Given data

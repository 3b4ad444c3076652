//! Error types returned by the simulation core.
//!
//! Only recoverable conditions are represented here. A full entity, event or
//! watch table and a reference to an entity that is gone are both reported to
//! the caller, which decides what to do. Internal consistency violations (an
//! undersized query buffer) are not errors: they panic.

use thiserror::Error;

use crate::entity::Entity;

/// Errors produced by the entity manager, the scheduler and the collision watcher.
#[derive(Error, Debug, Clone, PartialEq, Eq)]
pub enum CoreError {
    /// A fixed-capacity table has no free slot left.
    #[error("{table} table is full (capacity {capacity})")]
    AtCapacity {
        /// Name of the table that is full.
        table: &'static str,
        /// Number of slots of that table.
        capacity: usize,
    },

    /// The entity is out of range, deleted, or the handle is stale.
    #[error("entity {entity} does not exist")]
    NotFound {
        /// The handle that failed to resolve.
        entity: Entity,
    },
}
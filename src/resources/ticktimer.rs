//! Fixed-step clock decoupling simulation ticks from rendered frames.
//!
//! The frame loop feeds wall-clock time in; the timer answers how many
//! simulation ticks are owed. After a stall the answer is capped and the
//! backlog dropped, so the simulation slows down instead of spiralling.

use log::debug;
use std::time::Duration;

#[derive(Debug, Clone, Copy)]
pub struct TickTimer {
    pub interval: Duration,
    pub max_ticks_per_frame: u32,
    accumulated: Duration,
}

impl TickTimer {
    pub fn new(interval: Duration, max_ticks_per_frame: u32) -> Self {
        Self {
            interval: interval.max(Duration::from_nanos(1)),
            max_ticks_per_frame: max_ticks_per_frame.max(1),
            accumulated: Duration::ZERO,
        }
    }

    /// Add `elapsed` and return the number of ticks to simulate now.
    pub fn advance(&mut self, elapsed: Duration) -> u32 {
        self.accumulated += elapsed;
        let due = self.accumulated.as_nanos() / self.interval.as_nanos();
        if due > u128::from(self.max_ticks_per_frame) {
            debug!("dropping {} ticks of backlog", due - u128::from(self.max_ticks_per_frame));
            self.accumulated = Duration::ZERO;
            return self.max_ticks_per_frame;
        }
        let due = due as u32;
        self.accumulated -= self.interval * due;
        due
    }

    /// Time carried over to the next frame.
    pub fn remainder(&self) -> Duration {
        self.accumulated
    }
}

Problem description
Exactly as they stand above, write out all the entries again.

Written solution
repository 3b4ad444c3076652
//! Error types returned by the simulation core.
//!
//! Only recoverable conditions are represented here. A full entity, event or
//! watch table and a reference to an entity that is gone are both reported to
//! the caller, which decides what to do. Internal consistency violations (an
//! undersized query buffer) are not errors: they panic.

use thiserror::Error;

use crate::entity::Entity;

/// Errors produced by the entity manager, the scheduler and the collision watcher.
#[derive(Error, Debug, Clone, PartialEq, Eq)]
pub enum CoreError {
    /// A fixed-capacity table has no free slot left.
    #[error("{table} table is full (capacity {capacity})")]
    AtCapacity {
        /// Name of the table that is full.
        table: &'static str,
        /// Number of slots of that table.
        capacity: usize,
    },

    /// The entity is out of range, deleted, or the handle is stale.
    #[error("entity {entity} does not exist")]
    NotFound {
        /// The handle that failed to resolve.
        entity: Entity,
    },
}
filename src/resources/ticktimer.rs
//! Fixed-step clock decoupling simulation ticks from rendered frames.
//!
//! The frame loop feeds wall-clock time in; the timer answers how many
//! simulation ticks are owed. After a stall the answer is capped and the
//! backlog dropped, so the simulation slows down instead of spiralling.

use log::debug;
use std::time::Duration;

#[derive(Debug, Clone, Copy)]
pub struct TickTimer {
    pub interval: Duration,
    pub max_ticks_per_frame: u32,
    accumulated: Duration,
}

impl TickTimer {
    pub fn new(interval: Duration, max_ticks_per_frame: u32) -> Self {
        Self {
            interval: interval.max(Duration::from_nanos(1)),
            max_ticks_per_frame: max_ticks_per_frame.max(1),
            accumulated: Duration::ZERO,
        }
    }

    /// Add `elapsed` and return the number of ticks to simulate now.
    pub fn advance(&mut self, elapsed: Duration) -> u32 {
        self.accumulated += elapsed;
        let due = self.accumulated.as_nanos() / self.interval.as_nanos();
        if due > u128::from(self.max_ticks_per_frame) {
            debug!("dropping {} ticks of backlog", due - u128::from(self.max_ticks_per_frame));
            self.accumulated = Duration::ZERO;
            return self.max_ticks_per_frame;
        }
        let due = due as u32;
        self.accumulated -= self.interval * due;
        due
    }

    /// Time carried over to the next frame.
    pub fn remainder(&self) -> Duration {
        self.accumulated
    }
}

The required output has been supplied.